H. Dataset Description
The data was constructed by analyzing a public dataset of PCAP traces from UNSW IoT Analytics, collected by researchers at UNSW Sydney. It contains 60 days of traffic from 22 consumer IoT device types, including cameras, lightbulbs, power plugs, sensors, appliances, and health monitors.
After processing, we extracted over 5.9 million custom flow records.
Table I summarizes the number of flows per device type.
The activity levels vary widely between devices. For instance, Amazon Echo, Insteon camera, and Belkin motion sensor generate significantly more flows than low-activity devices like the Withings scale.
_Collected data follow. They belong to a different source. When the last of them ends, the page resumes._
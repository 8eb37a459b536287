//! Bounded concurrent signing of many documents.
//!
//! Rendering and digesting are CPU-bound and run up front; only the calls
//! into the [`SigningProvider`] are pooled. At most
//! [`BatchConfig::max_concurrency`] provider calls are in flight, each
//! bounded by [`BatchConfig::timeout`]. A failed, timed-out or cancelled call
//! fails its own document and leaves every other document untouched.
//!
//! A failed document is never retried here. Retrying means preparing the
//! document again, which re-derives the payload from its canonical form.

use std::sync::Arc;
use std::time::Duration;

use chrono::Utc;
use tokio::sync::{Semaphore, watch};

use crate::core::{DocumentNumber, FacturaError, InvoiceDocument, IssuerConfig};
use crate::fiscal::assign_fiscal_identifier;
use crate::xades::{DigestedDocument, FinalizedDocument, PendingSignature, SigningProvider};

/// Limits of the signing pool.
#[derive(Debug, Clone, Copy, PartialEq, Eq)]
pub struct BatchConfig {
    /// Maximum number of provider calls in flight.
    pub max_concurrency: usize,
    /// Upper bound for one certificate + sign round trip.
    pub timeout: Duration,
}

impl Default for BatchConfig {
    fn default() -> Self {
        Self {
            max_concurrency: 4,
            timeout: Duration::from_secs(30),
        }
    }
}

/// A document that could not be signed.
#[derive(Debug)]
pub struct BatchFailure {
    pub number: DocumentNumber,
    pub error: FacturaError,
}

/// Outcome of a batch, in input order within each list.
#[derive(Debug, Default)]
pub struct BatchReport {
    pub succeeded: Vec<FinalizedDocument>,
    pub failed: Vec<BatchFailure>,
}

impl BatchReport {
    pub fn succeeded_count(&self) -> usize {
        self.succeeded.len()
    }

    pub fn failed_count(&self) -> usize {
        self.failed.len()
    }

    pub fn is_complete(&self) -> bool {
        self.failed.is_empty()
    }

    /// Sort task outcomes into a report. Document-local failures are
    /// collected; any other error fails the whole batch.
    fn collect(
        outcomes: Vec<(DocumentNumber, Result<FinalizedDocument, FacturaError>)>,
    ) -> Result<Self, FacturaError> {
        let mut report = Self::default();
        let mut fatal = None;
        for (number, result) in outcomes {
            match result {
                Ok(finalized) => report.succeeded.push(finalized),
                Err(error) if error.is_document_local() => {
                    tracing::warn!(number = %number, error = %error, "document signing failed");
                    report.failed.push(BatchFailure { number, error });
                }
                Err(error) => {
                    tracing::error!(number = %number, error = %error, "signed document could not be assembled");
                    fatal.get_or_insert(error);
                }
            }
        }
        match fatal {
            Some(error) => Err(error),
            None => Ok(report),
        }
    }
}

/// Signs documents of one issuer through a shared provider.
pub struct BatchSigner {
    provider: Arc<dyn SigningProvider>,
    issuer: IssuerConfig,
    config: BatchConfig,
}

impl BatchSigner {
    pub fn new(
        provider: Arc<dyn SigningProvider>,
        issuer: IssuerConfig,
        config: BatchConfig,
    ) -> Result<Self, FacturaError> {
        if config.max_concurrency == 0 {
            return Err(FacturaError::Builder(
                "batch concurrency must be at least 1".into(),
            ));
        }
        Ok(Self {
            provider,
            issuer,
            config,
        })
    }

    pub fn config(&self) -> &BatchConfig {
        &self.config
    }

    /// Sign every document.
    ///
    /// Documents without a fiscal identifier get one. Rendering or digest
    /// failures abort the batch before any provider call is made. Provider
    /// failures, timeouts and cancellation are collected per document in the
    /// report. Errors while embedding a returned signature are not
    /// document-local: they are returned once every task has finished.
    ///
    /// Setting `cancel` to `true` fails every document whose provider call
    /// has not completed yet with [`FacturaError::Cancelled`].
    pub async fn sign_all(
        &self,
        documents: Vec<InvoiceDocument>,
        cancel: watch::Receiver<bool>,
    ) -> Result<BatchReport, FacturaError> {
        let mut pending = Vec::with_capacity(documents.len());
        for document in documents {
            let document = match document.fiscal_identifier() {
                Some(_) => document,
                None => assign_fiscal_identifier(document, &self.issuer)?,
            };
            pending.push(DigestedDocument::prepare(document, &self.issuer)?.request_signature());
        }

        let total = pending.len();
        let semaphore = Arc::new(Semaphore::new(self.config.max_concurrency));
        let mut handles = Vec::with_capacity(total);
        for request in pending {
            let number = request.document().number().clone();
            let task = sign_one(
                Arc::clone(&self.provider),
                request,
                Arc::clone(&semaphore),
                self.config.timeout,
                cancel.clone(),
            );
            handles.push((number, tokio::spawn(task)));
        }

        let mut outcomes = Vec::with_capacity(total);
        for (number, handle) in handles {
            let result = match handle.await {
                Ok(result) => result,
                Err(e) => Err(FacturaError::SigningProvider(format!(
                    "signing task failed: {e}"
                ))),
            };
            outcomes.push((number, result));
        }
        let report = BatchReport::collect(outcomes)?;

        tracing::info!(
            total,
            succeeded = report.succeeded_count(),
            failed = report.failed_count(),
            "signing batch completed"
        );
        Ok(report)
    }
}

async fn sign_one(
    provider: Arc<dyn SigningProvider>,
    request: PendingSignature,
    semaphore: Arc<Semaphore>,
    timeout: Duration,
    mut cancel: watch::Receiver<bool>,
) -> Result<FinalizedDocument, FacturaError> {
    let permit = tokio::select! {
        permit = semaphore.acquire_owned() => permit.map_err(|_| FacturaError::Cancelled)?,
        _ = cancelled(&mut cancel) => return Err(FacturaError::Cancelled),
    };
    if *cancel.borrow() {
        return Err(FacturaError::Cancelled);
    }

    let payload = request.payload().to_vec();
    // The permit moves into the blocking call so that a timed-out call keeps
    // its slot until the provider actually returns.
    let call = tokio::task::spawn_blocking(move || {
        let _permit = permit;
        let certificate = provider.certificate()?;
        let signature = provider.sign(&payload)?;
        Ok::<_, FacturaError>((signature, certificate))
    });

    let (signature, certificate) = tokio::select! {
        outcome = tokio::time::timeout(timeout, call) => match outcome {
            Err(_) => return Err(FacturaError::SigningTimeout(timeout)),
            Ok(Err(e)) => {
                return Err(FacturaError::SigningProvider(format!("signing call failed: {e}")));
            }
            Ok(Ok(result)) => result?,
        },
        _ = cancelled(&mut cancel) => return Err(FacturaError::Cancelled),
    };

    request
        .complete(signature, certificate, Utc::now())?
        .finalize()
}

/// Resolves once the flag is set. Never resolves if the sender is gone
/// without having cancelled.
async fn cancelled(cancel: &mut watch::Receiver<bool>) {
    loop {
        if *cancel.borrow_and_update() {
            return;
        }
        if cancel.changed().await.is_err() {
            std::future::pending::<()>().await;
        }
    }
}

#[cfg(test)]
mod tests {
    use super::*;

    fn number(sequence: u64) -> DocumentNumber {
        DocumentNumber::new("SETP", sequence)
    }

    #[test]
    fn local_failures_are_reported() {
        let report = BatchReport::collect(vec![
            (number(1), Err(FacturaError::SigningTimeout(Duration::from_secs(1)))),
            (number(2), Err(FacturaError::Cancelled)),
        ])
        .unwrap();
        assert_eq!(report.failed_count(), 2);
        assert_eq!(report.failed[0].number, number(1));
    }

    #[test]
    fn assembly_errors_fail_the_batch() {
        let err = BatchReport::collect(vec![
            (number(1), Err(FacturaError::SigningProvider("hsm offline".into()))),
            (number(2), Err(FacturaError::AlreadySigned)),
            (number(3), Err(FacturaError::Xml("unbalanced".into()))),
        ])
        .unwrap_err();
        assert!(matches!(err, FacturaError::AlreadySigned));
    }
}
Table I. Summary of Data Records
| Device Make-and-model | Number of Custom Flow Records |
|---|---|
| Amazon Echo | 777K |
| Belkin motion sensor | 971K |
| Belkin power switch | 642K |
| Dropcam | 172K |
| HP printer | 239K |
| iHome power plug | 17K |
| Insteon camera | 1,096K |
| LiFX lightbulb | 191K |
| NEST Protect | 1K |
| Netatmo camera | 308K |
| Netatmo weather | 77K |
| PIX-STAR photoframe | 24K |
| Samsung camera | 621K |
| Smart Things | 196K |
| TP-Link camera | 56K |
| TP-Link power plug | 18K |
| Triby speaker | 164K |
| Withings baby monitor | 63K |
| Withings scale | 1K |
| Withings sleep sensor | 96K |
| IT (Android tablet) | 235K |
Files and variables
File: bidirectional.tar.gz
bidirectional/
├── 16-09-23.parquet
├── 16-09-24.parquet
├── 16-09-25.parquet
│ ...
├── 16-11-20.parquet
├── 16-11-21.parquet
└── 16-11-22.parquet
File: unidirectional.tar.gz
unidirectional/
├── 16-09-23.parquet
├── 16-09-24.parquet
├── 16-09-25.parquet
│ ...
├── 16-11-20.parquet
├── 16-11-21.parquet
└── 16-11-22.parquet
Code/software
Parsing Parquet Data Files
This section explains how to analyze the customFlow data provided in Parquet format within this repository.
Prerequisites
Before proceeding, ensure you have the required Python modules installed. You can install them using pip:
Reading Parquet Files
Once the Bidirectional and Unidirectional customFlow datasets are extracted, you can parse them in Python as follows:
import pandas as pd
import os
# Define the flow type and file name
flow_type = 'bidirectional'
file_name = '16-09-23.parquet'
# Construct the file path and load the Parquet file
df = pd.read_parquet(os.path.join(flow_type, file_name), engine='pyarrow')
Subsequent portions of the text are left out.